Membedah Isra Mikraj Menurut Etimologi


Penulis mengawali tulisan tentang Isra dan Mikraj ini dengan cara membedah makna keduanya menurut etimologi atau bahasa. Di dalamnya diuraikan penyebutan kata Isra dan Mikraj dalam Alquran. 

Kata “Isra” ( (إسراءberasal dari kata dasar “Sara” (سرى) yang mengandung arti سير الليل (berjalan di waktu malam). Luis Makluf (dalam Al-Munjid) dan Ibnu Manzur (dalam Lisanul Arab) menambahkan kata “Isra” berasal dari kata سَرى- سُرى - سَريَة. Maknanya adalah سير الليل عامته, yakni keumuman berjalan pada waktu malam hari.

Selanjutnya Al-Zubaidi (dalam Tajul Arus) menyebutkan sekalipun makna سرى secara implisit bermakna sebagaimana telah dijelaskan di atas, namun diujung firman-Nya: أسرى بعبده ليلا سبحان اللذي disebut lagi kata ليلا. Penyebutan kata tersebut hanya berfungsi sebagai penguat (ta’kid) saja. Akan tetapi menurut sebagian ulama sebagaimana dijelaskan Ragib al-Asfahani (dalam Al-Mufradat fi Garibil Quran) kata أسرى   bukan berasal dari kata سَرى -- يسرى, melainkan berasal dari kataالسَراة   yang mengandung arti  ,أرض واسعة yaitu bumi yang luas.

Al-Sahawi sebagaimana dikutif Al-Zubaidi, menjelaskan peristiwa Isra tidak terjadi kecuali pada waktu malam hari. Waktu ukuran normal yang diperlukan untuk Isra paling sebentar empat puluh hari. Sedangkan Rasulullah melakukannya dalam jangka waktu satu malam. Oleh karena itu pantas saja dalam firman-Nya (Surah Alisra: 1) diawali dengan kataسبحان   yang mengandung makna heran (takjub.) Namun karena peristiwa tersebut atas kehendak-Nya, maka Dia berkuasa atas segalanya. Sekalipun di luar jangkauan akal manusia.

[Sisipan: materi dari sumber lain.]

//! Page controllers. Each one locates its anchors in a host document, loads one
//! data file and replaces the anchor's children with freshly built nodes.

pub mod home_news;
pub mod home_taikai;
pub mod news;
pub mod results;
pub mod taikai;

use crate::dates::Recency;
use crate::dom::{el, Document, Element, Node};
use crate::errors::FetchError;
use crate::models::SiteDocument;
use crate::normalize::{DetailRow, DetailValue, DocKind, DocLink, Entry};
use crate::storage::DataSource;
use chrono::NaiveDate;
use tracing::{debug, error};

#[derive(Debug, Clone)]
pub struct RenderContext {
    pub today: NaiveDate,
    pub recency: Recency,
    pub site_name: String,
    pub results_key: String,
}

impl RenderContext {
    pub fn is_new(&self, entry: &Entry) -> bool {
        self.recency.is_date_new_at(self.today, entry.date)
    }
}

/// What a controller did to its page.
#[derive(Debug, Clone, Copy, PartialEq, Eq)]
pub enum Outcome {
    /// A required anchor is missing, the page does not have this feature.
    Skipped,
    Failed,
    Empty,
    Rendered(usize),
}

pub(crate) fn note(text: &str) -> Node {
    el("div", &[("class", "note"), ("text", text)], vec![]).into()
}

/// Replaces the children of the element with `id`, if the page has one.
pub(crate) fn replace(doc: &mut Document, id: &str, children: Vec<Node>) {
    match doc.element_by_id_mut(id) {
        Some(element) => element.replace_children(children),
        None => debug!("no #{id} on page {:?}", doc.title),
    }
}

pub(crate) async fn load(
    source: &DataSource,
    name: &str,
    page: &str,
) -> Result<SiteDocument, FetchError> {
    source.fetch(name).await.inspect_err(|err| {
        error!(page, location = %source.locate(name), "failed to load data: {err}");
    })
}

pub(crate) fn new_tag(class: &str) -> Node {
    el("span", &[("class", class), ("text", "NEW")], vec![]).into()
}

/// `a.doc` button with a file-type icon, opening in a new tab.
pub(crate) fn doc_button(doc: &DocLink, kind: DocKind, label: &str) -> Node {
    let icon_class = format!("icon {}", kind.css_class());
    el(
        "a",
        &[
            ("class", "doc"),
            ("href", doc.href()),
            ("target", "_blank"),
            ("rel", "noopener"),
        ],
        vec![
            el(
                "span",
                &[("class", icon_class.as_str()), ("text", kind.icon())],
                vec![],
            )
            .into(),
            el("span", &[("text", label)], vec![]).into(),
        ],
    )
    .into()
}

pub(crate) fn line(label: &str, value: Element) -> Node {
    el(
        "div",
        &[("class", "line")],
        vec![el("div", &[("class", "label"), ("text", label)], vec![]).into(), value.into()],
    )
    .into()
}

/// One labelled detail row; link rows render as plain `a.doc` links.
pub(crate) fn detail_line(row: &DetailRow) -> Node {
    let value = match &row.value {
        DetailValue::Text(text) => el("div", &[("class", "value"), ("text", text.as_str())], vec![]),
        DetailValue::Links(links) => el(
            "div",
            &[("class", "value actions")],
            links.iter().map(action_link).collect(),
        ),
    };
    line(&row.label, value)
}

fn action_link(link: &DocLink) -> Node {
    let label = if link.label.is_empty() { "リンク" } else { link.label.as_str() };
    let mut anchor = el("a", &[("class", "doc"), ("href", link.url.as_str()), ("text", label)], vec![]);
    if let Some(target) = &link.target {
        anchor.set_attr("target", target);
        anchor.set_attr("rel", "noopener");
    }
    anchor.into()
}

#[cfg(test)]
pub(crate) mod test_support {
    use super::RenderContext;
    use crate::dates::Recency;
    use crate::dom::{Document, Element};
    use crate::storage::DataSource;
    use chrono::NaiveDate;
    use std::path::PathBuf;
    use std::sync::atomic::{AtomicUsize, Ordering};

    pub fn context() -> RenderContext {
        RenderContext {
            today: NaiveDate::from_ymd_opt(2026, 3, 20).unwrap(),
            recency: Recency::new(14),
            site_name: "テスト協会".to_string(),
            results_key: "open_team".to_string(),
        }
    }

    static COUNTER: AtomicUsize = AtomicUsize::new(0);

    /// Directory source holding `files`, unique per call.
    pub fn source_with(files: &[(&str, serde_json::Value)]) -> DataSource {
        let seq = COUNTER.fetch_add(1, Ordering::SeqCst);
        let mut dir: PathBuf = std::env::temp_dir();
        dir.push(format!("site_render_pages_{}_{}", std::process::id(), seq));
        let _ = std::fs::remove_dir_all(&dir);
        std::fs::create_dir_all(&dir).unwrap();
        for (name, value) in files {
            std::fs::write(dir.join(name), serde_json::to_vec(value).unwrap()).unwrap();
        }
        DataSource::Dir(dir)
    }

    pub fn notes(doc: &Document, id: &str) -> Vec<String> {
        doc.element_by_id(id)
            .unwrap()
            .find_all_by_class("note")
            .iter()
            .map(|n| n.text_content())
            .collect()
    }

    pub fn children<'a>(doc: &'a Document, id: &str) -> Vec<&'a Element> {
        doc.element_by_id(id).unwrap().child_elements().collect()
    }
}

Selanjutnya kata “Mikraj” (معراج) berasal dari kata عرج artinya إرتقى atau وعُلا إرتفع.. Ketiganya bermakna naik. Kemudian kata  معراج jamaknya  معارج ومعاريج bermakna السُلم والمصعد, yang mengandung arti alat untuk naik atau tangga. Ragib al-Asfahani menyebutkan kata عرج dapat ditemukan dalam firman-Nya sebagai berikut.                                                                                                             تعرج الملائكة والروح إليه في يوم كان مقداره خمسين الف سنة
“Para malaikat dan Jibril naik (menghadap) kepada Allah dalam sehari yang kadarnya lima puluh ribu tahun.”(Surah Almaarij: 4).
Wahbah Zuhaili (dalam Tafsir Al-Wasit) menjelaskan maksud ayat tersebut ketika para malaikat dan Jibril naik (menghadap) Allah, maka mereka memakan waktu satu hari. Apabila hal itu dilakukan oleh manusia akan memakan waktu lima puluh ribu tahun menurut ukuran dunia. Kemudian Al-Tabari (dalam Tafsir Al-Tabari) menambahkan naiknya malaikat tersebut dimulai dari lapisan bumi yang paling bawah (pertama) hingga lapisan langit yang paling atas (ketujuh). Kemudian dalam ayat lainnya disebutkan sebagai berikut.
ولو فتحنا عليهم بابا من السماء فظلوا فيه يعرجون. لقالوا إنما سكرت أبصارنا بل نحن قوم مسحورون. 
“Dan seandainya Kami (Allah) membukakan kepada mereka (orang-orang kafir) salah satu dari (pintu-pintu) langit, lalu mereka terus menerus naik ke atasnya (14) Tentulah mereka berkata: "Sesungguhnya pandangan kamilah yang dikaburkan, bahkan kami adalah orang orang yang kena sihir.” (15). (Surah Alhijr: 14-15).
Al-Qurtubi (dalam Al-Jami li Ahkamil Quran) menjelaskan ayat di atas berbicara tentang keadaan orang-orang kafir jika naik ke atas langit, kemudian menyaksikan para malaikat, maka mereka tetap dalam kekufurannya. Artinya mereka tidak akan menerima kebaikan dan yang lainnya.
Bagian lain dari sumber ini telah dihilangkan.